▶ **EXTRACTED DATA**:
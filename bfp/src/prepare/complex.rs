use crate::{
    layouts::{Exponent, Headroom, RightShift},
    prepare::{BinaryPlan, ProductPlan, UnaryPlan},
};

/// Planner for the complex 16-bit product and conjugate product. Each output
/// part sums two 30-bit partial products, so the worst case is brought down
/// from `2^(31 - b_hr - c_hr)` to `2^15`.
#[inline]
pub fn vect_complex_s16_mul_prepare(b_exp: Exponent, c_exp: Exponent, b_hr: Headroom, c_hr: Headroom) -> ProductPlan {
    let a_shr: RightShift = (16 - (b_hr + c_hr) as i32).max(0);
    ProductPlan {
        a_exp: b_exp + c_exp + a_shr,
        a_shr,
    }
}

/// Planner for scaling a complex 16-bit vector by a complex scalar.
#[inline]
pub fn vect_complex_s16_scale_prepare(b_exp: Exponent, c_exp: Exponent, b_hr: Headroom, c_hr: Headroom) -> ProductPlan {
    vect_complex_s16_mul_prepare(b_exp, c_exp, b_hr, c_hr)
}

/// Planner for multiplying a complex 16-bit vector by a real one. Only the
/// positive end can saturate, by one LSB.
#[inline]
pub fn vect_complex_s16_real_mul_prepare(b_exp: Exponent, c_exp: Exponent, b_hr: Headroom, c_hr: Headroom) -> ProductPlan {
    let a_shr: RightShift = (15 - (b_hr + c_hr) as i32).max(0);
    ProductPlan {
        a_exp: b_exp + c_exp + a_shr,
        a_shr,
    }
}

#[inline]
pub fn vect_complex_s16_real_scale_prepare(b_exp: Exponent, c_exp: Exponent, b_hr: Headroom, c_hr: Headroom) -> ProductPlan {
    vect_complex_s16_real_mul_prepare(b_exp, c_exp, b_hr, c_hr)
}

/// Planner for `|b[k]|^2` of a complex 16-bit vector.
#[inline]
pub fn vect_complex_s16_squared_mag_prepare(b_exp: Exponent, b_hr: Headroom) -> ProductPlan {
    let a_shr: RightShift = (16 - 2 * b_hr as i32).max(0);
    ProductPlan {
        a_exp: 2 * b_exp + a_shr,
        a_shr,
    }
}

/// Planner for `|b[k]|` of a complex 16-bit vector: leaves one bit of
/// headroom in the shifted input.
#[inline]
pub fn vect_complex_s16_mag_prepare(b_exp: Exponent, b_hr: Headroom) -> UnaryPlan {
    let b_shr: RightShift = 1 - b_hr as i32;
    UnaryPlan {
        a_exp: b_exp + b_shr,
        b_shr,
    }
}

/// Planner for the complex 32-bit product and conjugate product.
///
/// The worst case `2^(33 - total_hr - b_shr - c_shr)` must land on `2^31`.
/// A negative total shift is taken from B first; a positive one is split
/// with the larger half going to the operand with less headroom.
pub fn vect_complex_s32_mul_prepare(b_exp: Exponent, c_exp: Exponent, b_hr: Headroom, c_hr: Headroom) -> BinaryPlan {
    let total_shr: RightShift = 2 - (b_hr + c_hr) as i32;
    let b_shr: RightShift = if total_shr < 0 {
        total_shr.max(-(b_hr as i32))
    } else if b_hr <= c_hr {
        total_shr - (total_shr >> 1)
    } else {
        total_shr >> 1
    };
    let c_shr: RightShift = total_shr - b_shr;
    BinaryPlan {
        a_exp: b_exp + c_exp + b_shr + c_shr + 30,
        b_shr,
        c_shr,
    }
}

#[inline]
pub fn vect_complex_s32_conj_mul_prepare(b_exp: Exponent, c_exp: Exponent, b_hr: Headroom, c_hr: Headroom) -> BinaryPlan {
    vect_complex_s32_mul_prepare(b_exp, c_exp, b_hr, c_hr)
}

/// Planner for multiplying a complex 32-bit vector by a real one: strips
/// all headroom and gives one bit back, on B when it had any.
pub fn vect_complex_s32_real_mul_prepare(b_exp: Exponent, c_exp: Exponent, b_hr: Headroom, c_hr: Headroom) -> BinaryPlan {
    let mut b_shr: RightShift = -(b_hr as i32);
    let mut c_shr: RightShift = -(c_hr as i32);
    if b_hr > 0 {
        b_shr += 1;
    } else {
        c_shr += 1;
    }
    BinaryPlan {
        a_exp: b_exp + c_exp + b_shr + c_shr + 30,
        b_shr,
        c_shr,
    }
}

/// Planner for scaling a complex 32-bit vector by a complex scalar. The
/// scalar is only shifted when B runs out of headroom to give.
pub fn vect_complex_s32_scale_prepare(b_exp: Exponent, c_exp: Exponent, b_hr: Headroom, c_hr: Headroom) -> BinaryPlan {
    let mut b_shr: RightShift = 2 - (b_hr + c_hr) as i32;
    let mut c_shr: RightShift = 0;
    if b_shr < -(b_hr as i32) {
        c_shr = b_shr + b_hr as i32;
        b_shr = -(b_hr as i32);
    }
    BinaryPlan {
        a_exp: b_exp + c_exp + b_shr + c_shr + 30,
        b_shr,
        c_shr,
    }
}

/// Planner for scaling a complex 32-bit vector by a real scalar.
#[inline]
pub fn vect_complex_s32_real_scale_prepare(b_exp: Exponent, c_exp: Exponent, b_hr: Headroom, c_hr: Headroom) -> BinaryPlan {
    crate::prepare::vect_s32_mul_prepare(b_exp, c_exp, b_hr, c_hr)
}

#[inline]
pub fn vect_complex_s32_mag_prepare(b_exp: Exponent, b_hr: Headroom) -> UnaryPlan {
    let b_shr: RightShift = 1 - b_hr as i32;
    UnaryPlan {
        a_exp: b_exp + b_shr,
        b_shr,
    }
}

/// Planner for `|b[k]|^2 >> 30` of a complex 32-bit vector.
#[inline]
pub fn vect_complex_s32_squared_mag_prepare(b_exp: Exponent, b_hr: Headroom) -> UnaryPlan {
    let b_shr: RightShift = 1 - b_hr as i32;
    UnaryPlan {
        a_exp: 2 * (b_exp + b_shr) + 30,
        b_shr,
    }
}

#[cfg(test)]
mod tests {
    use crate::prepare::{
        BinaryPlan, ProductPlan, UnaryPlan, vect_complex_s16_mag_prepare, vect_complex_s16_mul_prepare,
        vect_complex_s16_real_mul_prepare, vect_complex_s16_squared_mag_prepare, vect_complex_s32_mag_prepare,
        vect_complex_s32_mul_prepare, vect_complex_s32_real_mul_prepare, vect_complex_s32_scale_prepare,
        vect_complex_s32_squared_mag_prepare,
    };

    #[test]
    fn s16_products() {
        assert_eq!(vect_complex_s16_mul_prepare(-10, -12, 2, 3), ProductPlan { a_exp: -11, a_shr: 11 });
        assert_eq!(vect_complex_s16_real_mul_prepare(-10, -12, 2, 3), ProductPlan { a_exp: -12, a_shr: 10 });
        assert_eq!(vect_complex_s16_mul_prepare(0, 0, 9, 9), ProductPlan { a_exp: 0, a_shr: 0 });
    }

    #[test]
    fn s16_magnitudes() {
        assert_eq!(vect_complex_s16_squared_mag_prepare(-14, 3), ProductPlan { a_exp: -18, a_shr: 10 });
        assert_eq!(vect_complex_s16_mag_prepare(-14, 3), UnaryPlan { a_exp: -16, b_shr: -2 });
    }

    #[test]
    fn s32_mul_splits_shift() {
        // total_shr = 2.
        assert_eq!(vect_complex_s32_mul_prepare(0, 0, 0, 0), BinaryPlan { a_exp: 32, b_shr: 1, c_shr: 1 });
        // total_shr = 1, c has less headroom.
        assert_eq!(vect_complex_s32_mul_prepare(0, 0, 1, 0), BinaryPlan { a_exp: 31, b_shr: 0, c_shr: 1 });
        // total_shr = -6, bounded by b_hr.
        assert_eq!(vect_complex_s32_mul_prepare(0, 0, 3, 5), BinaryPlan { a_exp: 24, b_shr: -3, c_shr: -3 });
    }

    #[test]
    fn s32_real_mul_and_scale() {
        assert_eq!(vect_complex_s32_real_mul_prepare(0, 0, 2, 4), BinaryPlan { a_exp: 25, b_shr: -1, c_shr: -4 });
        assert_eq!(vect_complex_s32_real_mul_prepare(0, 0, 0, 4), BinaryPlan { a_exp: 27, b_shr: 0, c_shr: -3 });
        assert_eq!(vect_complex_s32_scale_prepare(0, 0, 1, 6), BinaryPlan { a_exp: 25, b_shr: -1, c_shr: -4 });
        assert_eq!(vect_complex_s32_scale_prepare(0, 0, 1, 0), BinaryPlan { a_exp: 31, b_shr: 1, c_shr: 0 });
    }

    #[test]
    fn s32_magnitudes() {
        assert_eq!(vect_complex_s32_mag_prepare(-20, 4), UnaryPlan { a_exp: -23, b_shr: -3 });
        assert_eq!(vect_complex_s32_squared_mag_prepare(-20, 4), UnaryPlan { a_exp: -16, b_shr: -3 });
    }
}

▶ **EXERCISE DIRECTIONS**: When a line among the entries above contains "UnaryPlan", copy it.

▶ **REPLY TO THE EXERCISE**:
    prepare::{BinaryPlan, ProductPlan, UnaryPlan},
pub fn vect_complex_s16_mag_prepare(b_exp: Exponent, b_hr: Headroom) -> UnaryPlan {
    UnaryPlan {
pub fn vect_complex_s32_mag_prepare(b_exp: Exponent, b_hr: Headroom) -> UnaryPlan {
    UnaryPlan {
pub fn vect_complex_s32_squared_mag_prepare(b_exp: Exponent, b_hr: Headroom) -> UnaryPlan {
    UnaryPlan {
        BinaryPlan, ProductPlan, UnaryPlan, vect_complex_s16_mag_prepare, vect_complex_s16_mul_prepare,
        assert_eq!(vect_complex_s16_mag_prepare(-14, 3), UnaryPlan { a_exp: -16, b_shr: -2 });
        assert_eq!(vect_complex_s32_mag_prepare(-20, 4), UnaryPlan { a_exp: -23, b_shr: -3 });
        assert_eq!(vect_complex_s32_squared_mag_prepare(-20, 4), UnaryPlan { a_exp: -16, b_shr: -3 });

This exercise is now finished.